Une société de recouvrement, [Localité 5] Contentieux, a obtenu par voie de requête en injonction de payer une ordonnance du 20 décembre 1996 condamnant Mme [N] à régler la somme de 8 477,75 euros, outre les frais et intérêts contractuels.
Cette ordonnance a été signifiée le 8 janvier 1997 et aucune opposition n’a été formée.
L’ordonnance devenue exécutoire a été signifiée en mairie le 26 mars 1997.
Le 2 avril 1997, un commandement aux fins de saisie-vente a été délivré à Mme [N] par dépôt en mairie. L’huissier s’est présenté à son domicile le 17 avril 1997 et a saisi divers biens selon procès- verbal de saisie-vente signifié à personne.
Le 3 septembre 1997, une saisie-attribution, pratiquée sur les comptes bancaires détenus par Mme [N] auprès de la Banque populaire, a été partiellement fructueuse et a été dénoncé en mairie par procès-verbal du 9 septembre 1997. La mesure n’a pas fait l’objet d’une contestation.

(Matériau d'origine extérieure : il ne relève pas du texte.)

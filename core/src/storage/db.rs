//! # WalletDb: On-Device Storage
//!
//! Everything the wallet remembers between runs lives here, in an
//! embedded sled database under the data directory.
//!
//! ## Tree Layout
//!
//! | Tree           | Key                   | Value                        |
//! |----------------|-----------------------|------------------------------|
//! | `wallet`       | setting name (UTF-8)  | UTF-8 text                   |
//! | `transactions` | signature (64B)       | `bincode(TransactionRecord)` |
//!
//! Keys in `wallet`: `wallet_created`, `mnemonic`, `seed`, `public_key`,
//! `pin_code`, `biometric_enabled`, `first_launch`.
//!
//! ## Atomicity
//!
//! The wallet secrets are written in a single `Batch`: a crash mid-write
//! never leaves `wallet_created` set next to a missing seed. Clearing the
//! wallet removes its keys in one batch too.
//!
//! Nothing here is encrypted. The PIN is the only value stored in a
//! non-recoverable form.

use sled::{Batch, Db, Tree};
use std::path::Path;

use super::records::{TransactionRecord, TransferStatus, WalletData};
use crate::crypto::address::{public_key_from_string, Address};
use crate::crypto::keys::TxSignature;
use crate::crypto::mnemonic::{RecoveryPhrase, SeedHex};
use crate::crypto::pin::PinHash;

// ---------------------------------------------------------------------------
// Error Type
// ---------------------------------------------------------------------------

/// Errors that can occur during database operations.
#[derive(Debug, thiserror::Error)]
pub enum DbError {
    #[error("sled error: {0}")]
    Sled(#[from] sled::Error),

    #[error("serialization error: {0}")]
    Serialization(String),

    /// A stored value exists but cannot be interpreted. Never includes the value.
    #[error("corrupt value under key {key:?}")]
    Corrupt { key: &'static str },
}

pub type DbResult<T> = Result<T, DbError>;

// ---------------------------------------------------------------------------
// Keys
// ---------------------------------------------------------------------------

const KEY_WALLET_CREATED: &str = "wallet_created";
const KEY_MNEMONIC: &str = "mnemonic";
const KEY_SEED: &str = "seed";
const KEY_PUBLIC_KEY: &str = "public_key";
const KEY_PIN_CODE: &str = "pin_code";
const KEY_BIOMETRIC_ENABLED: &str = "biometric_enabled";
const KEY_FIRST_LAUNCH: &str = "first_launch";

/// Removed by [`WalletDb::clear_wallet_data`]. Device preferences
/// (biometrics, first launch) survive a wallet reset.
const WALLET_KEYS: [&str; 5] = [
    KEY_WALLET_CREATED,
    KEY_MNEMONIC,
    KEY_SEED,
    KEY_PUBLIC_KEY,
    KEY_PIN_CODE,
];

const TRUE: &[u8] = b"true";
const FALSE: &[u8] = b"false";

// ---------------------------------------------------------------------------
// WalletDb
// ---------------------------------------------------------------------------

/// Persistent store for wallet material, settings and local history.
///
/// Cheap to clone; sled handles are reference counted and safe to share
/// across threads.
#[derive(Debug, Clone)]
pub struct WalletDb {
    db: Db,
    /// Wallet secrets and settings, keyed by name.
    wallet: Tree,
    /// Sent transactions and airdrops, keyed by signature bytes.
    transactions: Tree,
}

impl WalletDb {
    /// Open or create a database at the given filesystem path.
    pub fn open<P: AsRef<Path>>(path: P) -> DbResult<Self> {
        let db = sled::open(path)?;
        Self::from_db(db)
    }

    /// In-memory database, removed on drop. For tests.
    pub fn open_temporary() -> DbResult<Self> {
        let config = sled::Config::new().temporary(true);
        let db = config.open()?;
        Self::from_db(db)
    }

    fn from_db(db: Db) -> DbResult<Self> {
        let wallet = db.open_tree("wallet")?;
        let transactions = db.open_tree("transactions")?;
        Ok(Self {
            db,
            wallet,
            transactions,
        })
    }

    fn get_text(&self, key: &'static str) -> DbResult<Option<String>> {
        match self.wallet.get(key)? {
            Some(bytes) => String::from_utf8(bytes.to_vec())
                .map(Some)
                .map_err(|_| DbError::Corrupt { key }),
            None => Ok(None),
        }
    }

    fn get_flag(&self, key: &'static str) -> DbResult<bool> {
        Ok(self.wallet.get(key)?.is_some_and(|v| v.as_ref() == TRUE))
    }

    // -- Wallet material ----------------------------------------------------

    /// Persist the wallet secrets and mark the wallet as created, atomically.
    pub fn save_wallet_data(&self, data: &WalletData) -> DbResult<()> {
        let mut batch = Batch::default();
        batch.insert(KEY_WALLET_CREATED, TRUE);
        batch.insert(KEY_MNEMONIC, data.mnemonic.as_str());
        batch.insert(KEY_SEED, data.seed.as_str());
        batch.insert(KEY_PUBLIC_KEY, data.public_key.to_string().as_str());
        self.wallet.apply_batch(batch)?;
        self.db.flush()?;
        Ok(())
    }

    /// Load the wallet secrets. `None` unless every piece is present.
    pub fn get_wallet_data(&self) -> DbResult<Option<WalletData>> {
        let (Some(mnemonic), Some(seed), Some(public_key)) = (
            self.get_text(KEY_MNEMONIC)?,
            self.get_text(KEY_SEED)?,
            self.get_text(KEY_PUBLIC_KEY)?,
        ) else {
            return Ok(None);
        };

        let mnemonic =
            RecoveryPhrase::parse(&mnemonic).map_err(|_| DbError::Corrupt { key: KEY_MNEMONIC })?;
        let public_key = public_key_from_string(&public_key)
            .map_err(|_| DbError::Corrupt { key: KEY_PUBLIC_KEY })?;

        Ok(Some(WalletData {
            mnemonic,
            seed: SeedHex::from_stored(seed),
            public_key,
        }))
    }

    pub fn is_wallet_created(&self) -> DbResult<bool> {
        self.get_flag(KEY_WALLET_CREATED)
    }

    /// Remove the wallet, its PIN and its history. Settings are kept.
    pub fn clear_wallet_data(&self) -> DbResult<()> {
        let mut batch = Batch::default();
        for key in WALLET_KEYS {
            batch.remove(key);
        }
        self.wallet.apply_batch(batch)?;
        self.transactions.clear()?;
        self.db.flush()?;
        Ok(())
    }

    // -- PIN ----------------------------------------------------------------

    /// Store a salted hash of `pin`. Format checks are the caller's job.
    pub fn save_pin_code(&self, pin: &str) -> DbResult<()> {
        let hash = PinHash::new(pin);
        self.wallet.insert(KEY_PIN_CODE, hash.to_string().as_str())?;
        self.db.flush()?;
        Ok(())
    }

    /// `false` when no PIN is set.
    pub fn verify_pin_code(&self, pin: &str) -> DbResult<bool> {
        match self.get_text(KEY_PIN_CODE)? {
            Some(stored) => {
                let hash: PinHash = stored
                    .parse()
                    .map_err(|_| DbError::Corrupt { key: KEY_PIN_CODE })?;
                Ok(hash.verify(pin))
            }
            None => Ok(false),
        }
    }

    pub fn is_pin_set(&self) -> DbResult<bool> {
        Ok(self.wallet.contains_key(KEY_PIN_CODE)?)
    }

    // -- Settings -----------------------------------------------------------

    pub fn set_biometric_enabled(&self, enabled: bool) -> DbResult<()> {
        self.wallet
            .insert(KEY_BIOMETRIC_ENABLED, if enabled { TRUE } else { FALSE })?;
        Ok(())
    }

    pub fn is_biometric_enabled(&self) -> DbResult<bool> {
        self.get_flag(KEY_BIOMETRIC_ENABLED)
    }

    /// `true` the first time it is ever called on this database, `false`
    /// after that. Survives wallet resets.
    pub fn is_first_launch(&self) -> DbResult<bool> {
        let swapped = self
            .wallet
            .compare_and_swap(KEY_FIRST_LAUNCH, None as Option<&[u8]>, Some(FALSE))?;
        Ok(swapped.is_ok())
    }

    // -- History ------------------------------------------------------------

    pub fn put_transaction(&self, record: &TransactionRecord) -> DbResult<()> {
        let bytes =
            bincode::serialize(record).map_err(|e| DbError::Serialization(e.to_string()))?;
        self.transactions.insert(record.signature.as_ref(), bytes)?;
        Ok(())
    }

    pub fn get_transaction(&self, signature: &TxSignature) -> DbResult<Option<TransactionRecord>> {
        match self.transactions.get(signature.as_ref())? {
            Some(bytes) => {
                let record = bincode::deserialize(&bytes)
                    .map_err(|e| DbError::Serialization(e.to_string()))?;
                Ok(Some(record))
            }
            None => Ok(None),
        }
    }

    /// Set the status of a recorded transaction. Returns `false` if the
    /// signature is unknown.
    pub fn update_status(&self, signature: &TxSignature, status: TransferStatus) -> DbResult<bool> {
        match self.get_transaction(signature)? {
            Some(mut record) => {
                record.status = status;
                self.put_transaction(&record)?;
                Ok(true)
            }
            None => Ok(false),
        }
    }

    /// All recorded transactions, newest first.
    pub fn list_transactions(&self) -> DbResult<Vec<TransactionRecord>> {
        let mut records = Vec::with_capacity(self.transactions.len());
        for entry in self.transactions.iter() {
            let (_key, value) = entry?;
            let record: TransactionRecord = bincode::deserialize(&value)
                .map_err(|e| DbError::Serialization(e.to_string()))?;
            records.push(record);
        }
        records.sort_by(|a, b| b.timestamp.cmp(&a.timestamp));
        Ok(records)
    }

    /// Force a flush of all pending writes to disk.
    pub fn flush(&self) -> DbResult<()> {
        self.db.flush()?;
        Ok(())
    }
}

// ---------------------------------------------------------------------------
// Tests
// ---------------------------------------------------------------------------
//! In-memory [`Ledger`] for unit tests.
//!
//! Verifies and applies transfers against a balance map and reports a
//! scripted confirmation progression for every signature it hands out.

use async_trait::async_trait;
use parking_lot::Mutex;
use solana_system_interface::instruction::SystemInstruction;
use solana_transaction_error::TransactionError;
use std::collections::HashMap;

use super::{Ledger, RpcError, TransactionConfirmationStatus, TransactionStatus};
use crate::crypto::address::{Address, SYSTEM_PROGRAM_ID};
use crate::crypto::keys::TxSignature;
use crate::transaction::{Blockhash, Transaction};

#[derive(Debug, Default)]
struct Inner {
    balances: HashMap<Address, u64>,
    /// Remaining `processed` polls before each signature reports `confirmed`.
    pending: HashMap<TxSignature, u32>,
    failed: HashMap<TxSignature, TransactionError>,
    submitted: Vec<Transaction>,
    next_sig: u64,
    balance_calls: usize,
    /// Polls a new signature spends at `processed`.
    confirm_after: u32,
    /// Signatures are accepted but never show up in status queries.
    never_confirm: bool,
    /// The next submitted transaction executes with this error.
    fail_next: Option<TransactionError>,
    /// `getBalance` answers with an RPC error.
    balance_error: bool,
}

#[derive(Debug, Default)]
pub struct MemoryLedger {
    inner: Mutex<Inner>,
}

/// `(from, to, lamports)` of a single system transfer.
fn decode_transfer(tx: &Transaction) -> Option<(Address, Address, u64)> {
    let keys = &tx.message.account_keys;
    let ix = tx.message.instructions.first()?;
    if *keys.get(ix.program_id_index as usize)? != SYSTEM_PROGRAM_ID {
        return None;
    }
    let SystemInstruction::Transfer { lamports } = bincode::deserialize(&ix.data).ok()? else {
        return None;
    };
    let from = *keys.get(*ix.accounts.first()? as usize)?;
    let to = *keys.get(*ix.accounts.get(1)? as usize)?;
    Some((from, to, lamports))
}

fn status(
    confirmation_status: TransactionConfirmationStatus,
    err: Option<TransactionError>,
) -> TransactionStatus {
    TransactionStatus {
        slot: 1,
        confirmations: Some(1),
        status: err.clone().map_or(Ok(()), Err),
        err,
        confirmation_status: Some(confirmation_status),
    }
}

impl MemoryLedger {
    pub fn new() -> Self {
        Self::default()
    }

    pub fn fund(&self, address: &Address, lamports: u64) {
        *self.inner.lock().balances.entry(*address).or_default() += lamports;
    }

    pub fn balance_of(&self, address: &Address) -> u64 {
        self.inner.lock().balances.get(address).copied().unwrap_or(0)
    }

    pub fn set_confirm_after(&self, polls: u32) {
        self.inner.lock().confirm_after = polls;
    }

    pub fn set_never_confirm(&self, never: bool) {
        self.inner.lock().never_confirm = never;
    }

    pub fn fail_next(&self, err: TransactionError) {
        self.inner.lock().fail_next = Some(err);
    }

    pub fn set_balance_error(&self, fail: bool) {
        self.inner.lock().balance_error = fail;
    }

    pub fn submitted(&self) -> Vec<Transaction> {
        self.inner.lock().submitted.clone()
    }

    pub fn balance_calls(&self) -> usize {
        self.inner.lock().balance_calls
    }

    fn track(inner: &mut Inner, sig: TxSignature) {
        if let Some(err) = inner.fail_next.take() {
            inner.failed.insert(sig, err);
        } else if !inner.never_confirm {
            inner.pending.insert(sig, inner.confirm_after);
        }
    }
}

#[async_trait]
impl Ledger for MemoryLedger {
    async fn get_balance(&self, address: &Address) -> Result<u64, RpcError> {
        let mut inner = self.inner.lock();
        inner.balance_calls += 1;
        if inner.balance_error {
            return Err(RpcError::Server {
                code: -32005,
                message: "Node is behind".into(),
            });
        }
        Ok(inner.balances.get(address).copied().unwrap_or(0))
    }

    async fn get_latest_blockhash(&self) -> Result<Blockhash, RpcError> {
        Ok(Blockhash::new_from_array([0x42; 32]))
    }

    async fn send_transaction(&self, tx: &Transaction) -> Result<TxSignature, RpcError> {
        if tx.verify().is_err() {
            return Err(RpcError::Server {
                code: -32003,
                message: "Transaction signature verification failure".into(),
            });
        }
        let (from, to, lamports) = decode_transfer(tx).ok_or_else(|| RpcError::Server {
            code: -32602,
            message: "invalid transaction: not a system transfer".into(),
        })?;
        let sig = tx.signatures[0];

        let mut inner = self.inner.lock();
        let available = inner.balances.get(&from).copied().unwrap_or(0);
        if available < lamports {
            return Err(RpcError::Server {
                code: -32002,
                message: "Transaction simulation failed: insufficient lamports".into(),
            });
        }
        if inner.fail_next.is_none() {
            *inner.balances.entry(from).or_default() -= lamports;
            *inner.balances.entry(to).or_default() += lamports;
        }
        inner.submitted.push(tx.clone());
        Self::track(&mut inner, sig);
        Ok(sig)
    }

    async fn request_airdrop(&self, address: &Address, lamports: u64) -> Result<TxSignature, RpcError> {
        let mut inner = self.inner.lock();
        inner.next_sig += 1;
        let mut bytes = [0xA1; 64];
        bytes[..8].copy_from_slice(&inner.next_sig.to_le_bytes());
        let sig = TxSignature::from(bytes);
        if inner.fail_next.is_none() {
            *inner.balances.entry(*address).or_default() += lamports;
        }
        Self::track(&mut inner, sig);
        Ok(sig)
    }

    async fn get_signature_status(
        &self,
        signature: &TxSignature,
    ) -> Result<Option<TransactionStatus>, RpcError> {
        let mut inner = self.inner.lock();
        if let Some(err) = inner.failed.get(signature) {
            return Ok(Some(status(TransactionConfirmationStatus::Confirmed, Some(err.clone()))));
        }
        let Some(left) = inner.pending.get_mut(signature) else {
            return Ok(None);
        };
        let level = if *left > 0 {
            *left -= 1;
            TransactionConfirmationStatus::Processed
        } else {
            TransactionConfirmationStatus::Confirmed
        };
        Ok(Some(status(level, None)))
    }
}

Mme [N] a saisi la commission de surendettement de Haute-Garonne au cours de l’année 1998 et a bénéficié de trois plans réaménageant l’ensemble de ses dettes, un effacement de certaines d’entre elles et prévoyant un moratoire de 3 ans.
Toutefois, les créanciers ont contesté cette décision et le juge de l’exécution a mis en place un report du paiement de la dette en cause pendant 24 mois par jugement du 11 janvier 2007.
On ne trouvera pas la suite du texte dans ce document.